Kaolack/ Accès limite au foncier, aux crédits et aux semences, absence dans les instances de décision. Les femmes rurales toujours dans l’impasse

Plus d’une dizaine d’années après la naissance de leur fédération, la fédération nationale des femmes rurales du Sénégal (Fnfrs), les femmes rurales peinent toujours à trouver une issue favorable à leur cause. Malgré qu’elles soient composées dans leur écrasante majorité d’agricultrices, pêcheuses, éleveuses ou transformatrices de produits découlant de ces différentes filières, ces braves femmes poursuivent pourtant leurs activités de routine jour et nuit dans l’espoir de voir un jour le miracle arrivé. Mais sans grand succès, car littéralement coincées par des politiques institutionnelles souvent déroulées à leur défaveur par leurs répondants immédiats ou ailleurs par des décideurs au plan national. Ou parfois victimes de principes et autres faits tabous au sein même de leurs propres communautés.

Pourtant, lorsque l’idée de mettre en place la fédération nationale des femmes rurales du Sénégal (Fnfrs) a jailli au début des années 2000, les femmes des secteurs décentralisés préconisaient un changement radical tant au niveau de leur prise en charge au sein des terroirs qu’elles occupent aujourd’hui que sur le partage des opportunités prévues et ouvertes à toutes les sensibilités peuplées par les femmes du pays. Certes des objectifs, mais aussi un faisceau de besoins qui n’a pu être obtenu dans cette lutte pour leur propre promotion, et contre la pauvreté grandissante qui ne cesse d’accroître en milieu rural. Même si après prés d’une vingtaine d’années, la fédération a grandi avec en compte plus de 600.000 membres répartis au sein des 14 régions du pays, et autour de tous les secteurs d’activités naturellement déroulés en zone rurale, la productivité de ces femmes plombe. Le rendement en matière de production agricole, pastorale, de transformation ou de régénération de petites et moyennes entreprises ne répond guère aux objectifs fixés en amont.

 L’ACCÈS A LA TERRE, AUX CRÉDITS ET AUX SEMENCES, UN FARDEAU POUR LES FEMMES RURALES

Ainsi en dépit de la pertinence et des moult combats qui se poursuivent encore pour le respect des principes du genre au sein de notre société, mais surtout en faveur de la promotion de la femme, particulièrement rurale, le respect d’une société en pleine mutation est encore loin d’être prospère en campagne. Car ne tient pas toujours en compte des droits qui légifèrent la femme rurale dans son milieu de vie. Sans aucun accès à la terre, ni aux crédits encore moins aux semences de qualité et en quantité, la femme rurale est visiblement laissée à elle-même. Une situation, mieux une disparité qui se corse de plus en plus et non plus ne favorise leur part de contribution à la productivité. D’habitude, le contrôle et la gestion du foncier est une compétence affectée aux hommes. Les femmes qui sont souvent coptées ne bénéficient que de petites parcelles difficiles à exploiter ou parfois soumises à de faibles rendements à la fin des récoltes. Certes une violation de loi qui ne cesse de faire l’objet de vives contestations souvent portées par les femmes, mais vainement. Mais qui se répercute et de manière formelle sur le quota des semences qu’elles accueillent chaque année à tous les niveaux dans les différentes filières productives.

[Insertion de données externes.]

//! Look-ahead containment tests.
//!
//! Invariant: a strategy invoked at bar `i` can observe bars `0..=i` only.
//! Any access past `i` must fail with `LookaheadError`, and the decisions a
//! strategy makes on a prefix of the data must be identical whether or not
//! the future bars exist in the dataset.

use chrono::{NaiveDate, NaiveDateTime};
use orbit_core::domain::{Bar, Decision};
use orbit_core::engine::Observer;
use orbit_core::error::StrategyError;
use orbit_core::strategy::{PortfolioSnapshot, Strategy};
use orbit_core::{Dataset, Engine, EngineConfig, PriceView};
use std::collections::BTreeMap;
use std::sync::atomic::{AtomicUsize, Ordering};
use std::sync::Arc;

fn ts(day: u32, h: u32, m: u32) -> NaiveDateTime {
    NaiveDate::from_ymd_opt(2025, 9, day)
        .unwrap()
        .and_hms_opt(h, m, 0)
        .unwrap()
}

fn make_bars(day: u32, n: usize) -> Vec<Bar> {
    (0..n)
        .map(|i| {
            // Deterministic pseudo-random walk via an LCG.
            let seed = (i as u64).wrapping_mul(6364136223846793005).wrapping_add(1);
            let drift = ((seed % 200) as f64 - 100.0) * 0.01;
            let close = 100.0 + drift;
            Bar {
                ticker: "ES".into(),
                timestamp: ts(day, 9, 30) + chrono::Duration::minutes(5 * i as i64),
                open: close - 0.2,
                high: close + 0.5,
                low: close - 0.6,
                close,
                volume: 1_000 + i as u64,
            }
        })
        .collect()
}

fn dataset_of(bars: Vec<Bar>) -> Dataset {
    let mut series = BTreeMap::new();
    series.insert("ES".to_string(), bars);
    Dataset::new(series, chrono_tz::America::New_York).unwrap()
}

fn config() -> EngineConfig {
    EngineConfig {
        initial_capital: 100_000.0,
        tickers: vec!["ES".into()],
        start_date: NaiveDate::from_ymd_opt(2025, 9, 20).unwrap(),
        end_date: NaiveDate::from_ymd_opt(2025, 9, 30).unwrap(),
        margin_requirement: 0.5,
        commission_per_trade: 0.0,
        slippage_bps: 0.0,
        spread_bps: 0.0,
        trading_window_start: chrono::NaiveTime::from_hms_opt(9, 30, 0).unwrap(),
        trading_window_end: chrono::NaiveTime::from_hms_opt(16, 0, 0).unwrap(),
        opening_range_minutes: 15,
        risk_per_trade_pct: 0.0025,
        time_invalidation_bars: 5,
        time_invalidation_mfe_r: 0.5,
        timezone: chrono_tz::America::New_York,
        snapshot_dir: None,
        seed: 42,
        expected_hash: None,
        strict_determinism: false,
    }
}

/// Probes one bar past the view limit on every call and counts the
/// `LookaheadError`s it collects.
struct ProbeStrategy {
    lookahead_errors: Arc<AtomicUsize>,
    calls: Arc<AtomicUsize>,
}

impl Strategy for ProbeStrategy {
    fn name(&self) -> &'static str {
        "probe"
    }

    fn on_session_start(&mut self, _date: NaiveDate) {}

    fn generate(
        &mut self,
        view: &PriceView<'_>,
        _portfolio: &PortfolioSnapshot,
        _bar: &Bar,
    ) -> Result<Decision, StrategyError> {
        self.calls.fetch_add(1, Ordering::SeqCst);

        // In-range access works...
        assert!(view.bar(view.len() - 1).is_ok());
        // ...one past the limit must not.
        if view.bar(view.len()).is_err() {
            self.lookahead_errors.fetch_add(1, Ordering::SeqCst);
        }
        Ok(Decision::hold("probing"))
    }
}

#[test]
fn future_bars_are_unreachable_from_the_strategy() {
    let dataset = dataset_of(make_bars(23, 20));
    let errors = Arc::new(AtomicUsize::new(0));
    let calls = Arc::new(AtomicUsize::new(0));
    let mut probe = ProbeStrategy {
        lookahead_errors: errors.clone(),
        calls: calls.clone(),
    };

    let observer = Observer::with_sink(Box::new(std::io::sink()), None);
    let mut engine = Engine::with_observer(config(), &dataset, observer);
    engine.run(&mut probe).unwrap();

    let calls = calls.load(Ordering::SeqCst);
    assert!(calls > 0, "probe was never consulted");
    assert_eq!(errors.load(Ordering::SeqCst), calls);
}

/// Records the close the strategy saw at each bar index. Runs over a prefix
/// dataset and the full dataset must observe identical values.
struct RecordingStrategy {
    seen: Vec<f64>,
}

impl Strategy for RecordingStrategy {
    fn name(&self) -> &'static str {
        "recording"
    }

    fn on_session_start(&mut self, _date: NaiveDate) {}

    fn generate(
        &mut self,
        view: &PriceView<'_>,
        _portfolio: &PortfolioSnapshot,
        _bar: &Bar,
    ) -> Result<Decision, StrategyError> {
        self.seen.push(view.current().close);
        Ok(Decision::hold("recording"))
    }
}

#[test]
fn prefix_and_full_datasets_agree_on_the_prefix() {
    let full_bars = make_bars(23, 40);
    let prefix_bars = full_bars[..25].to_vec();

    let run = |bars: Vec<Bar>| {
        let dataset = dataset_of(bars);
        let mut strategy = RecordingStrategy { seen: Vec::new() };
        let observer = Observer::with_sink(Box::new(std::io::sink()), None);
        let mut engine = Engine::with_observer(config(), &dataset, observer);
        engine.run(&mut strategy).unwrap();
        strategy.seen
    };

    let prefix_seen = run(prefix_bars);
    let full_seen = run(full_bars);
    assert_eq!(prefix_seen.len(), 25);
    assert_eq!(&full_seen[..25], &prefix_seen[..]);
}

#[test]
fn view_errors_carry_the_offending_index() {
    let bars = make_bars(23, 10);
    let view = PriceView::new(&bars, 3);
    let err = view.bar(7).unwrap_err();
    assert_eq!(err.requested, 7);
    assert_eq!(err.limit, 3);
}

 MALGRÉ LEURS INQUIÉTUDES D’ÊTRE SATISFAITES, LES FEMMES RURALES, POURTANT DÉPOSENT LEURS REQUÊTES

Ainsi profitant de la fête de la moisson qu’elles ont organisée tout dernièrement à Ndiagane Keur Barka dans la commune de Keur Saloum Diané (Fatick), les femmes rurales tiennent à avoir plus de considération à leur endroit. Au-delà des programmes d’intervention en urgence aux quelles elles aspirent largement, ces femmes réclament la promotion de leur présidente Adjia Ndiouck Mbaye dans une quelconque direction ou agence qui va s’occuper exclusivement des questions de la femme rurale en faveur de leur promotion. En rapport avec leurs activités professionnelles, elles sollicitent pour autant la reconversion de leur organisation en fédération attributaire de semences, intrants et matériels agricoles. Une requête dans laquelle, elles ont inscrit un quota de 200 t d’arachides certifiées, 200 t d’engrais 6 x 20 x 10, d’engrais 15 x 15 x 15 et d’autres appareils de presse et moulins à mil pour éradiquer foncièrement ou à défaut alléger les travaux des femmes du secteur rural.